第49章心乱
谢遇真垂下眼眸,冷白的指腹从这幅猪头的画像划过,面色越来越沉。
这是识破了他的伎俩,觉得他蠢得像头猪,笑话他的所作所为吗?
裴矜辞当真就这般厌烦他,说这次的贵女包他满意,也意味着日后不会再往雁**山送信。
他呼吸粗重,五指攥紧用力,眼眸死死盯着这头猪画像。
书案之前,来人笑声爽朗。
谢遇真慌忙俯身行礼,眼睁睁地看着这幅画落在白鹿皮靴上。
朱继齐俯身捡起画,忍不住噗嗤笑出了声。
“心上人画的?”
谢遇真保持着行礼的姿势,语气平静:“仇人所画。”
朱继齐摆手免礼,端详着这幅画:“朕还是第一次见你如此慌张,叛党可画不出这般有趣的画。”
谢遇真语无伦次:“并非叛党所画。”
朱继齐笑意更深了:“朕怎么不知除了叛党,你还有旁的仇人?”
谢遇真不语。
“朕倒是很喜这幅画,你若不喜,便送给朕吧。”
“圣上。”谢遇真连忙道,“如此粗鄙不堪的画,理应烧掉。”
朱继齐没理会:“那便是说可以送给朕了,这幅画是否烧掉的决定权已经在于朕了。”
谢遇真看着这位九五至尊的天子将猪头画收好,动作间带着不曾对任何珍宝有过的珍视。
更加确信了他的判断:朱继齐的确对裴矜辞动了心。
左右不过是一副猪头画,谢遇真并不稀罕,转而与天子看起舆图,分析雁**山春猎的下一步计划。
……
三月中旬,杏花飘香,春闱放榜。
京城的大街小巷上,青衫学子人潮涌动。
沈赫卿来得早,结果也在他意料之中,马不停蹄赶回镇国公府。
避贤庭内,裴矜辞坐在圈椅上看孤本,这些时日不再劳碌替谢遇真选贵女之事,她余下的时间很多。
甫一抬眸,见一年轻的青衫学子步履轻快地走来。
沈赫卿春风得意,脚步站定,语气难掩兴奋:“此次春闱放榜,我中了会元。”
裴矜辞欢快地指了指座位,由衷高兴:“沈表兄连中二元,好生厉害,未来一定会变得越来越好。”
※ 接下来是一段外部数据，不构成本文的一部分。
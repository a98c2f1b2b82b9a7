//! Broker readiness probe used at service startup.

use nearcast_core::bus::BusError;
use rand::Rng;
use rdkafka::config::ClientConfig;
use rdkafka::consumer::{BaseConsumer, Consumer};
use rdkafka::util::Timeout;
use std::time::Duration;
use tokio::time::sleep;

/// Delay before the first retry.
const INITIAL_DELAY: Duration = Duration::from_millis(500);

/// Cap on the backoff between retries.
const MAX_DELAY: Duration = Duration::from_secs(10);

/// Block until the Kafka broker answers a metadata request, retrying with
/// exponential backoff plus jitter.
///
/// In container deployments the pipeline regularly comes up before the
/// broker; this keeps startup quiet instead of failing the first subscribe.
///
/// # Errors
///
/// Returns [`BusError::ConnectionFailed`] once `max_attempts` probes have
/// failed.
pub async fn wait_for_broker(brokers: &str, max_attempts: usize) -> Result<(), BusError> {
    let mut last_error = String::new();

    for attempt in 0..max_attempts {
        match probe(brokers).await {
            Ok(()) => {
                tracing::info!(brokers = %brokers, attempt = attempt + 1, "Broker is reachable");
                return Ok(());
            },
            Err(reason) => {
                last_error = reason;
                let backoff = INITIAL_DELAY
                    .saturating_mul(2_u32.saturating_pow(u32::try_from(attempt).unwrap_or(u32::MAX)))
                    .min(MAX_DELAY);
                let jitter = Duration::from_millis(rand::thread_rng().gen_range(0..250));
                tracing::warn!(
                    brokers = %brokers,
                    attempt = attempt + 1,
                    max_attempts = max_attempts,
                    delay = ?(backoff + jitter),
                    error = %last_error,
                    "Broker not ready, retrying"
                );
                sleep(backoff + jitter).await;
            },
        }
    }

    Err(BusError::ConnectionFailed(format!(
        "broker at {brokers} not reachable after {max_attempts} attempts: {last_error}"
    )))
}

/// One metadata round-trip against the broker.
async fn probe(brokers: &str) -> Result<(), String> {
    let brokers = brokers.to_string();
    tokio::task::spawn_blocking(move || {
        let consumer: BaseConsumer = ClientConfig::new()
            .set("bootstrap.servers", &brokers)
            .create()
            .map_err(|e| e.to_string())?;
        consumer
            .fetch_metadata(None, Timeout::After(Duration::from_secs(3)))
            .map_err(|e| e.to_string())?;
        Ok(())
    })
    .await
    .map_err(|e| e.to_string())?
}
沈赫卿看着鲜活明媚的她:“对,我们的未来也会变得更好,明日前往皇觉寺,恰好可以还愿。”
“嗯,我们一起。”
翌日,天朗气清。
江羡玄衣劲装,一身凛冽,挥手让裴矜辞的车夫退下。
“三少夫人,今日前往皇觉寺,世子让属下护卫您与表公子出行,我负责驭马。”
裴矜辞淡淡地“嗯”了一声。
前头等在马车旁的谢云栖,笑着迎过来。
“三弟妹、表公子,五城兵马司三月旬休,我将三日的时间错开了。今日护卫之责,便由我与江侍卫一同担着。”
沈赫卿视线扫过谢云栖,强颜欢笑道:“那便有劳二爷了。”
……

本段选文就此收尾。